New question #217304 on Yade:
https://answers.launchpad.net/yade/+question/217304

Dear yade users,

I made a bouncing of 4 spheres with different diameters.
I varied the value of the damping (0.1 and 0.7) and I get the different value of contact stiffness (kn) used in the simulation.
My question:
How do you compute the contact stiffness? Is it kn is computed from the firs contact detected between the spheres?
Your answer would be appreciated. Thank you

I give you my script:

# -*- coding: utf-8 -*-
from yade import pack, plot

# basic simulation showing sphere falling ball gravity,
# bouncing against another sphere representing the support with cohesive contact law

# DATA COMPONENTS

# Geometry parameter to adapt
rad1		= 0.2	
rad2		= 0.4			
rad3		= 0.6			
rad4		= 0.8			
young_val	= 1e7		# normal contact stiffness				(N/m2)
				                # --- young_val= normal_contact_stiffness/radius
pois_val	= 1.0		        # shear contact stiffness				(N/m2)
				                # --- pois_val= shear_contact_stiffness/normal_contact_stiffness
dens_sp		= 2600		# density of the spheres				(kg/m3)
angle_frict	= 30.0		# friction angle					(in degree)
c_normal	= 1e6		# normal cohesion in contact				(N/m2)
c_shear		= 1e6		# shear cohesion in contact				(N/m2)
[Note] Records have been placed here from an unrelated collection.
/// Build the ordered plan for this host.
pub fn build(attrs: &HostAttributes, facts: HostFacts) -> ExecutionPlan {
    let mut plan = ExecutionPlan::new();
    plan.add_handler(
        RELOAD_NGINX,
        Action::ReloadService {
            name: "nginx".to_string(),
        },
    );

    let server = &attrs.nagios.server;
    if server.stop_apache {
        plan.push_action(Action::SetServiceState {
            name: "apache2".to_string(),
            state: ServiceState::Stopped,
        });
    }

    let dispatch = &server.nginx_dispatch;
    if !dispatch.packages.is_empty() {
        plan.push_action(Action::InstallPackages {
            names: dispatch.packages.clone(),
        });
    }
    for service in &dispatch.services {
        enable_and_start(&mut plan, service);
    }

    if attrs.nginx.install {
        plan.push_action(Action::InstallPackages {
            names: vec![attrs.nginx.package.clone()],
        });
        enable_and_start(&mut plan, "nginx");
    }

    for site in DEFAULT_SITES {
        plan.push(
            Step::new(Action::DeleteFile {
                path: enabled_site(attrs, site),
            })
            .notifies(RELOAD_NGINX, Timing::Deferred),
        );
    }

    plan.push(
        Step::new(Action::DeleteFile {
            path: attrs.nginx.dir.join("conf.d").join("default.conf"),
        })
        .notifies(RELOAD_NGINX, Timing::Immediate),
    );

    let vhost_timing = if facts.vhost_enabled {
        Timing::Immediate
    } else {
        Timing::Deferred
    };
    plan.push(
        Step::new(Action::RenderTemplate {
            path: available_site(attrs, VHOST_SITE),
            template: TEMPLATE_ID.to_string(),
            variables: template_variables(attrs),
            mode: Some(VHOST_MODE),
        })
        .notifies(RELOAD_NGINX, vhost_timing),
    );

    plan.push(
        Step::new(Action::LinkFile {
            link: enabled_site(attrs, VHOST_SITE),
            target: available_site(attrs, VHOST_SITE),
        })
        .notifies(RELOAD_NGINX, Timing::Deferred),
    );

    plan.export("nagios.web_server", "nginx");
    plan.export("nagios.web_user", attrs.nginx.user.as_str());
    plan.export("nagios.web_group", attrs.nginx.group.as_str());

    if let Some(fatal) = auth::validate(&attrs.nagios.server_auth_method) {
        plan.push_action(fatal);
    }

    log::debug!(
        "Built {} steps for {} ({})",
        plan.len(),
        attrs.fqdn,
        attrs.platform_family
    );
    plan
}

fn enable_and_start(plan: &mut ExecutionPlan, service: &str) {
    for state in [ServiceState::Enabled, ServiceState::Started] {
        plan.push_action(Action::SetServiceState {
            name: service.to_string(),
            state,
        });
    }
}

/// Variables handed to the vhost template.
pub fn template_variables(attrs: &HostAttributes) -> Variables {
    let nagios = &attrs.nagios;
    let dispatch = attrs.dispatch_type();

    let mut vars = Variables::new();
    vars.insert("allowed_ips".into(), json!(nagios.allowed_ips));
    vars.insert("cgi".into(), json!(dispatch.cgi()));
    vars.insert("cgi_bin".into(), json!(nagios.cgi_bin));
    vars.insert("chef_env".into(), json!(attrs.environment_label()));
    vars.insert("docroot".into(), json!(nagios.docroot));
    vars.insert("fqdn".into(), json!(attrs.fqdn));
    vars.insert("htpasswd_file".into(), json!(nagios.htpasswd_file()));
    vars.insert("https".into(), json!(nagios.enable_ssl));
    vars.insert("listen_port".into(), json!(nagios.listen_port()));
    vars.insert("log_dir".into(), json!(nagios.log_dir));
    vars.insert("nagios_url".into(), json!(nagios.url));
    vars.insert(
        "nginx_dispatch_cgi_url".into(),
        json!(nagios.server.nginx_dispatch.cgi_url),
    );
    vars.insert(
        "nginx_dispatch_php_url".into(),
        json!(nagios.server.nginx_dispatch.php_url),
    );
    vars.insert("php".into(), json!(dispatch.php()));
    vars.insert("public_domain".into(), json!(attrs.public_domain()));
    vars.insert("server_name".into(), json!(nagios.server.name));
    vars.insert("server_vname".into(), json!(nagios.server.vname));
    vars.insert("ssl_cert_file".into(), json!(nagios.ssl_cert_file()));
    vars.insert("ssl_cert_key".into(), json!(nagios.ssl_cert_key()));
    vars
}

#[cfg(test)]
mod tests {
    use super::*;
    use crate::vhost::VhostTemplates;
    use declarative::memory::MemoryHost;
    use declarative::{ExecuteOptions, RunError, execute_simple};
    use hostkit::PlatformFamily;
    use serde_json::Value;
    use std::path::Path;

    fn attrs(overlay: Value, family: PlatformFamily) -> HostAttributes {
        HostAttributes::resolve(overlay, Some(family), "monitor.example.com").unwrap()
    }

    fn ids(plan: &ExecutionPlan) -> Vec<String> {
        plan.steps.iter().map(|s| s.action.description()).collect()
    }

    fn position(plan: &ExecutionPlan, description: &str) -> usize {
        ids(plan)
            .iter()
            .position(|d| d == description)
            .unwrap_or_else(|| panic!("no step {description:?} in {:#?}", ids(plan)))
    }

    fn vhost_step(plan: &ExecutionPlan) -> &Step {
        plan.steps
            .iter()
            .find(|s| matches!(s.action, Action::RenderTemplate { .. }))
            .unwrap()
    }

    fn vhost_vars(plan: &ExecutionPlan) -> &Variables {
        match &vhost_step(plan).action {
            Action::RenderTemplate { variables, .. } => variables,
            _ => unreachable!(),
        }
    }

    #[test]
    fn test_rhel_cgi_renders_cgi_and_php() {
        let a = attrs(
            json!({"nagios": {"server": {"nginx_dispatch": {"type": "cgi"}}}}),
            PlatformFamily::Rhel,
        );
        let plan = build(&a, HostFacts::default());
        assert_eq!(vhost_vars(&plan)["cgi"], json!(true));
        assert_eq!(vhost_vars(&plan)["php"], json!(true));
    }

    #[test]
    fn test_dispatch_flags_follow_type() {
        for (kind, cgi, php) in [("cgi", true, false), ("php", false, true), ("both", true, true)] {
            let a = attrs(
                json!({"nagios": {"server": {"nginx_dispatch": {"type": kind}}}}),
                PlatformFamily::Debian,
            );
            let plan = build(&a, HostFacts::default());
            assert_eq!(vhost_vars(&plan)["cgi"], json!(cgi), "{kind}");
            assert_eq!(vhost_vars(&plan)["php"], json!(php), "{kind}");
        }
    }

    #[test]
    fn test_fedora_and_amazon_force_both() {
        for family in [PlatformFamily::Fedora, PlatformFamily::Amazon] {
            let a = attrs(
                json!({"nagios": {"server": {"nginx_dispatch": {"type": "php"}}}}),
                family,
            );
            let plan = build(&a, HostFacts::default());
            assert_eq!(vhost_vars(&plan)["cgi"], json!(true));
            assert_eq!(vhost_vars(&plan)["php"], json!(true));
        }
    }

    #[test]
    fn test_template_variables() {
        let a = attrs(
            json!({"environment": "_default", "public_domain": "nagios.example.net"}),
            PlatformFamily::Debian,
        );
        let vars = template_variables(&a);
        assert_eq!(vars["chef_env"], json!("default"));
        assert_eq!(vars["public_domain"], json!("nagios.example.net"));
        assert_eq!(vars["htpasswd_file"], json!("/etc/nagios3/htpasswd.users"));
        assert_eq!(vars["listen_port"], json!(80));
        assert_eq!(vars["nagios_url"], Value::Null);
        assert_eq!(vars.len(), 19);
    }

    #[test]
    fn test_ldap_ends_in_fatal_error() {
        let a = attrs(
            json!({"nagios": {"server_auth_method": "ldap"}}),
            PlatformFamily::Debian,
        );
        let plan = build(&a, HostFacts::default());

        let last = &plan.steps.last().unwrap().action;
        assert_eq!(
            last,
            &Action::FatalError {
                message: "LDAP authentication not supported on NGINX".to_string(),
                details: vec![
                    "LDAP authentication for Nagios is not supported on NGINX".to_string(),
                    "Set nagios.server_auth_method in your host attributes".to_string(),
                ],
            }
        );
        assert_eq!(plan.steps.iter().filter(|s| s.action.is_fatal()).count(), 1);
        assert!(plan.fatal_error().is_some());
    }

    #[test]
    fn test_openid_and_cas_end_in_fatal_error() {
        for method in ["openid", "cas"] {
            let a = attrs(
                json!({"nagios": {"server_auth_method": method}}),
                PlatformFamily::Rhel,
            );
            let plan = build(&a, HostFacts::default());
            assert!(plan.steps.last().unwrap().action.is_fatal(), "{method}");
        }
    }

    #[test]
    fn test_supported_auth_has_no_fatal_step() {
        for method in ["htauth", "htpasswd", "LDAP", "Cas", " openid "] {
            let a = attrs(
                json!({"nagios": {"server_auth_method": method}}),
                PlatformFamily::Debian,
            );
            assert!(build(&a, HostFacts::default()).fatal_error().is_none(), "{method}");
        }
    }

    #[test]
    fn test_vhost_notification_timing_follows_symlink() {
        let a = attrs(json!({}), PlatformFamily::Debian);

        let plan = build(&a, HostFacts { vhost_enabled: true });
        assert_eq!(vhost_step(&plan).notifies[0].timing, Timing::Immediate);

        let plan = build(&a, HostFacts { vhost_enabled: false });
        assert_eq!(vhost_step(&plan).notifies[0].timing, Timing::Deferred);
    }

    #[test]
    fn test_probe_reads_sites_enabled() {
        let a = attrs(json!({}), PlatformFamily::Debian);
        let mem = MemoryHost::new().with_symlink(
            "/etc/nginx/sites-enabled/nagios3.conf",
            "/etc/nginx/sites-available/nagios3.conf",
        );
        assert!(HostFacts::probe(&mem, &a).vhost_enabled);
        assert!(!HostFacts::probe(&MemoryHost::new(), &a).vhost_enabled);

        let regular = MemoryHost::new().with_file("/etc/nginx/sites-enabled/nagios3.conf", "x");
        assert!(!HostFacts::probe(&regular, &a).vhost_enabled);
    }

    #[test]
    fn test_step_order() {
        let a = attrs(json!({"nagios": {"server": {"stop_apache": true}}}), PlatformFamily::Debian);
        let plan = build(&a, HostFacts::default());

        assert_eq!(ids(&plan)[0], "Stop apache2");
        assert!(position(&plan, "Install fcgiwrap, php-fpm") < position(&plan, "Enable fcgiwrap"));
        assert!(position(&plan, "Enable fcgiwrap") < position(&plan, "Start fcgiwrap"));
        assert!(position(&plan, "Start fcgiwrap") < position(&plan, "Enable php-fpm"));
        assert!(position(&plan, "Install nginx") < position(&plan, "Start nginx"));

        let render = position(
            &plan,
            "Render nagios3.conf to /etc/nginx/sites-available/nagios3.conf",
        );
        assert!(position(&plan, "Delete /etc/nginx/sites-enabled/default") < render);
        assert!(position(&plan, "Delete /etc/nginx/sites-enabled/000-default") < render);
        assert!(position(&plan, "Delete /etc/nginx/conf.d/default.conf") < render);
        assert!(
            render
                < position(
                    &plan,
                    "Link /etc/nginx/sites-enabled/nagios3.conf -> /etc/nginx/sites-available/nagios3.conf"
                )
        );
    }

    #[test]
    fn test_apache_and_nginx_install_are_optional() {
        let a = attrs(json!({"nginx": {"install": false}}), PlatformFamily::Debian);
        let plan = build(&a, HostFacts::default());
        assert_eq!(ids(&plan)[0], "Install fcgiwrap, php-fpm");
        assert!(!ids(&plan).iter().any(|d| d == "Install nginx"));
    }

    #[test]
    fn test_notifications_and_exports() {
        let a = attrs(json!({}), PlatformFamily::Rhel);
        let plan = build(&a, HostFacts::default());
        plan.validate().unwrap();

        let conf_d = plan
            .steps
            .iter()
            .find(|s| s.id() == "file[/etc/nginx/conf.d/default.conf]")
            .unwrap();
        assert_eq!(conf_d.notifies[0].handler, RELOAD_NGINX);
        assert_eq!(conf_d.notifies[0].timing, Timing::Immediate);

        assert_eq!(plan.exports["nagios.web_server"], "nginx");
        assert_eq!(plan.exports["nagios.web_user"], "nginx");
        assert_eq!(plan.exports["nagios.web_group"], "nginx");
    }

    #[test]
    fn test_converges_and_second_run_is_quiet() {
        let a = attrs(json!({}), PlatformFamily::Debian);
        let mem = MemoryHost::new()
            .with_file("/etc/nginx/sites-enabled/default", "server {}")
            .with_file("/etc/nginx/conf.d/default.conf", "server {}");
        let templates = VhostTemplates::new().unwrap();

        let plan = build(&a, HostFacts::probe(&mem, &a));
        let first =
            execute_simple(&plan, mem.host(&templates), &ExecuteOptions::default()).unwrap();
        assert!(first.total_changes() > 0);
        assert_eq!(first.notified, vec![RELOAD_NGINX, RELOAD_NGINX]);

        let ops = mem.operations();
        let removed = ops
            .iter()
            .position(|op| op == "remove /etc/nginx/conf.d/default.conf")
            .unwrap();
        assert_eq!(ops[removed + 1], "reload nginx");
        assert_eq!(ops.last().unwrap(), "reload nginx");
        assert!(mem.service("fcgiwrap").running);
        assert!(mem.service("nginx").enabled);

        let state = mem.snapshot();
        mem.clear_operations();

        let plan = build(&a, HostFacts::probe(&mem, &a));
        assert_eq!(vhost_step(&plan).notifies[0].timing, Timing::Immediate);
        let second =
            execute_simple(&plan, mem.host(&templates), &ExecuteOptions::default()).unwrap();
        assert_eq!(second.total_changes(), 0);
        assert!(second.notified.is_empty());
        assert!(mem.operations().is_empty());
        assert_eq!(mem.snapshot(), state);
    }

    #[test]
    fn test_rejected_auth_stops_before_anything_after_it() {
        let a = attrs(json!({"nagios": {"server_auth_method": "openid"}}), PlatformFamily::Debian);
        let mem = MemoryHost::new().with_file("/etc/nginx/conf.d/default.conf", "server {}");
        let templates = VhostTemplates::new().unwrap();
        let plan = build(&a, HostFacts::default());

        let err = execute_simple(&plan, mem.host(&templates), &ExecuteOptions::default())
            .unwrap_err();
        assert!(matches!(err, RunError::ConfigurationRejected { .. }));
        assert_eq!(err.to_string(), "OpenID authentication not supported on NGINX");
        // deferred reloads queued by the site steps are dropped
        assert_eq!(mem.service("nginx").reloads, 1);
        assert!(!mem.snapshot().files.contains_key(Path::new("/etc/nginx/conf.d/default.conf")));
    }
}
## create materials for spheres and plates
O.materials.append(CohFrictMat(
	young=young_val,
	poisson=pois_val,
	density=dens_sp,
	frictionAngle=radians(angle_frict),
	normalCohesion=c_normal,
	shearCohesion=c_shear,
	momentRotationLaw=False,
	isCohesive=True,
	alphaKr=0.0,
	alphaKtw=0.0,
	etaRoll=0.0,
	label='spheres'))

# Blocked certain degress of freedom to make 2D-Model in plane-XZ
for k in O.bodies:
 if isinstance(k.shape, Sphere): k.state.blockedDOFs='yXZ'

# add 2 particles to the simulation
# they the default material (utils.defaultMat)
O.bodies.append([
   # fixed: particle's position in space will not change (support)
   utils.sphere(center=(0,0,0),radius=rad1,fixed=True, material='spheres'),
   # this particles is free, subject to dynamics
   utils.sphere((0,0,2),rad2, material='spheres'),
   # this particles is free, subject to dynamics
   utils.sphere((0,0,4),rad3, material='spheres'),
   # this particles is free, subject to dynamics
   utils.sphere((0,0,6),rad4, material='spheres')
])

# FUNCTIONAL COMPONENTS

# simulation loop -- see presentation for the explanation
O.engines=[
   ForceResetter(),
   InsertionSortCollider([Bo1_Sphere_Aabb()]),
   InteractionLoop(
      [Ig2_Sphere_Sphere_ScGeom6D()],        # collision geometry 
      [Ip2_CohFrictMat_CohFrictMat_CohFrictPhys(setCohesionNow = True, setCohesionOnNewContacts = True)], # collision "physics"
      [Law2_ScGeom6D_CohFrictPhys_CohesionMoment(always_use_moment_law=False)]   # contact law -- apply forces
   ),
   # apply gravity force to particles
   GravityEngine(gravity=(0,0,-9.81)),
   # damping: numerical dissipation of energy
   NewtonIntegrator(damping=0.7)
]

# set timestep to a fraction of the critical timestep
# the fraction is very small, so that the simulation is not too fast
# and the motion can be observed
O.dt=.5e-4*utils.PWaveTimeStep()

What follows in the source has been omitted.